START Supplied data

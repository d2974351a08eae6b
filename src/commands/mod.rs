pub mod chapters;
pub mod editor;
pub mod show;
pub mod status;

use anyhow::Result;
use tracing::info;

use crate::cli::SourceArgs;
use crate::model::DashboardData;
use crate::source::{self, DataSource};
use crate::view::report_inconsistencies;

/// Loads the document for one command run. Output is only written after this
/// returns, so a failed load never leaves a partial dashboard behind.
fn load_dashboard(args: &SourceArgs) -> Result<DashboardData> {
    let data = source::load(&DataSource::parse(&args.data))?;

    let issues = report_inconsistencies(&data.chapters);
    if issues > 0 {
        info!(issues, "data inconsistencies tolerated");
    }

    Ok(data)
}
mod aggregate;
mod cli;
mod commands;
mod model;
mod source;
mod util;
mod view;
mod workflow;

use anyhow::Result;
use clap::Parser;
use tracing::error;
use tracing_subscriber::EnvFilter;

use crate::cli::{Cli, Commands};
use crate::source::LoadFailure;

fn main() {
    init_tracing();

    if let Err(err) = run() {
        if let Some(failure) = err.downcast_ref::<LoadFailure>() {
            println!(
                "Failed to load dashboard data. Make sure {} exists.",
                failure.source
            );
        }
        error!(error = %err, "command failed");
        for cause in err.chain().skip(1) {
            error!(cause = %cause, "caused by");
        }
        std::process::exit(1);
    }
}

fn run() -> Result<()> {
    let cli = Cli::parse();

    match cli.command {
        Commands::Status(args) => commands::status::run(args),
        Commands::Chapters(args) => commands::chapters::run(args),
        Commands::Show(args) => commands::show::run(args),
        Commands::Editor(args) => commands::editor::run(args),
    }
}

fn init_tracing() {
    let env_filter = EnvFilter::try_from_default_env().unwrap_or_else(|_| EnvFilter::new("info"));

    tracing_subscriber::fmt()
        .with_env_filter(env_filter)
        .with_target(false)
        .with_writer(std::io::stderr)
        .init();
}
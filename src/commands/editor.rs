use std::io::{self, Write};

use anyhow::Result;
use tracing::info;

use crate::cli::EditorArgs;
use crate::commands::load_dashboard;
use crate::util::write_json_stdout;
use crate::view::{EditorSection, EditorSelection, editor_section};

pub fn run(args: EditorArgs) -> Result<()> {
    let data = load_dashboard(&args.source)?;
    let section = editor_section(&data);

    info!(
        ready = matches!(section.selection, EditorSelection::Ready(_)),
        "editor section built"
    );

    if args.source.json {
        return write_json_stdout(&section);
    }

    let mut output = io::BufWriter::new(io::stdout().lock());
    write_editor_section(&mut output, &section)?;
    output.flush()?;
    Ok(())
}

pub(crate) fn write_editor_section<W: Write>(output: &mut W, section: &EditorSection) -> Result<()> {
    writeln!(output, "Ready for {}", section.editor_name)?;

    let card = match &section.selection {
        EditorSelection::Ready(card) => card,
        EditorSelection::NoneReady => {
            writeln!(output, "  No chapters ready for review")?;
            return Ok(());
        }
    };

    writeln!(output, "  {} ({})  Round {}", card.title, card.chapter_label, card.round)?;
    if let Some(note) = &card.note {
        writeln!(output, "  Note from author: \"{note}\"")?;
    }
    if let Some(link) = &card.doc_link {
        writeln!(output, "  Document: {link}")?;
    }
    Ok(())
}
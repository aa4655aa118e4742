//! Ollama chat API client
//!
//! One blocking suspension point per loop iteration: the orchestrator sends
//! the whole conversation and receives a single assistant message back.
//! Uses a long-lived reqwest::Client for connection pooling.

use crate::config::{AgentConfig, MODEL_TEMPERATURE};
use crate::error::AgentError;
use crate::models::ChatMessage;
use crate::Result;
use async_trait::async_trait;
use reqwest::Client;
use serde::{Deserialize, Serialize};
use std::time::Duration;
use tracing::{debug, error};

/// Abstraction over the model service so the orchestrator can be exercised
/// with a scripted model in tests.
#[async_trait]
pub trait ModelClient: Send + Sync {
    /// Send the conversation so far, receive one assistant message's text.
    async fn chat(&self, messages: &[ChatMessage]) -> Result<String>;
}

/// Reusable Ollama client (connection-pooled)
pub struct OllamaClient {
    client: Client,
    endpoint: String,
    model: String,
    api_key: Option<String>,
}

impl OllamaClient {
    pub fn new(config: &AgentConfig) -> Self {
        let client = Client::builder()
            .pool_idle_timeout(Duration::from_secs(90))
            .pool_max_idle_per_host(8)
            .timeout(Duration::from_secs(config.request_timeout_secs))
            .build()
            .expect("Failed to build HTTP client");

        // Cloud: https://ollama.com/api/chat - local: http://localhost:11434/api/chat
        let endpoint = format!("{}/api/chat", config.ollama_url.trim_end_matches('/'));

        Self {
            client,
            endpoint,
            model: config.model.clone(),
            api_key: config.api_key.clone(),
        }
    }
}

#[async_trait]
impl ModelClient for OllamaClient {
    async fn chat(&self, messages: &[ChatMessage]) -> Result<String> {
        let request = ChatRequest {
            model: &self.model,
            messages,
            stream: false,
            options: ChatOptions {
                temperature: MODEL_TEMPERATURE,
            },
        };

        debug!(model = %self.model, message_count = messages.len(), "Calling Ollama chat API");

        let mut builder = self.client.post(&self.endpoint).json(&request);
        if let Some(key) = &self.api_key {
            builder = builder.bearer_auth(key);
        }

        let response = builder.send().await.map_err(|e| {
            error!("Ollama request failed: {}", e);
            AgentError::Model(format!("Ollama API error: {}", e))
        })?;

        let status = response.status();
        if !status.is_success() {
            let error_text = response.text().await.unwrap_or_default();
            error!("Ollama error response: {}", error_text);
            return Err(AgentError::Model(format!(
                "Ollama API HTTP error: {} - {}",
                status, error_text
            )));
        }

        let chat_response: ChatResponse = response.json().await.map_err(|e| {
            error!("Failed to parse Ollama response: {}", e);
            AgentError::Model(format!("Ollama API returned invalid JSON: {}", e))
        })?;

        Ok(chat_response.message.content)
    }
}

#[derive(Debug, Serialize)]
struct ChatRequest<'a> {
    model: &'a str,
    messages: &'a [ChatMessage],
    stream: bool,
    options: ChatOptions,
}

#[derive(Debug, Serialize)]
struct ChatOptions {
    temperature: f32,
}

#[derive(Debug, Deserialize)]
struct ChatResponse {
    message: ResponseMessage,
}

#[derive(Debug, Deserialize)]
struct ResponseMessage {
    content: String,
}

END Supplied data

**What you are asked to do:** Look above and return each line of the records exactly, from the very first through the line with "use crate::source::LoadFailure;", both included.

**Your response:**
repository d2974351a08eae6b
filename src/commands/mod.rs
pub mod chapters;
pub mod editor;
pub mod show;
pub mod status;

use anyhow::Result;
use tracing::info;

use crate::cli::SourceArgs;
use crate::model::DashboardData;
use crate::source::{self, DataSource};
use crate::view::report_inconsistencies;

/// Loads the document for one command run. Output is only written after this
/// returns, so a failed load never leaves a partial dashboard behind.
fn load_dashboard(args: &SourceArgs) -> Result<DashboardData> {
    let data = source::load(&DataSource::parse(&args.data))?;

    let issues = report_inconsistencies(&data.chapters);
    if issues > 0 {
        info!(issues, "data inconsistencies tolerated");
    }

    Ok(data)
}
mod aggregate;
mod cli;
mod commands;
mod model;
mod source;
mod util;
mod view;
mod workflow;

use anyhow::Result;
use clap::Parser;
use tracing::error;
use tracing_subscriber::EnvFilter;

use crate::cli::{Cli, Commands};
use crate::source::LoadFailure;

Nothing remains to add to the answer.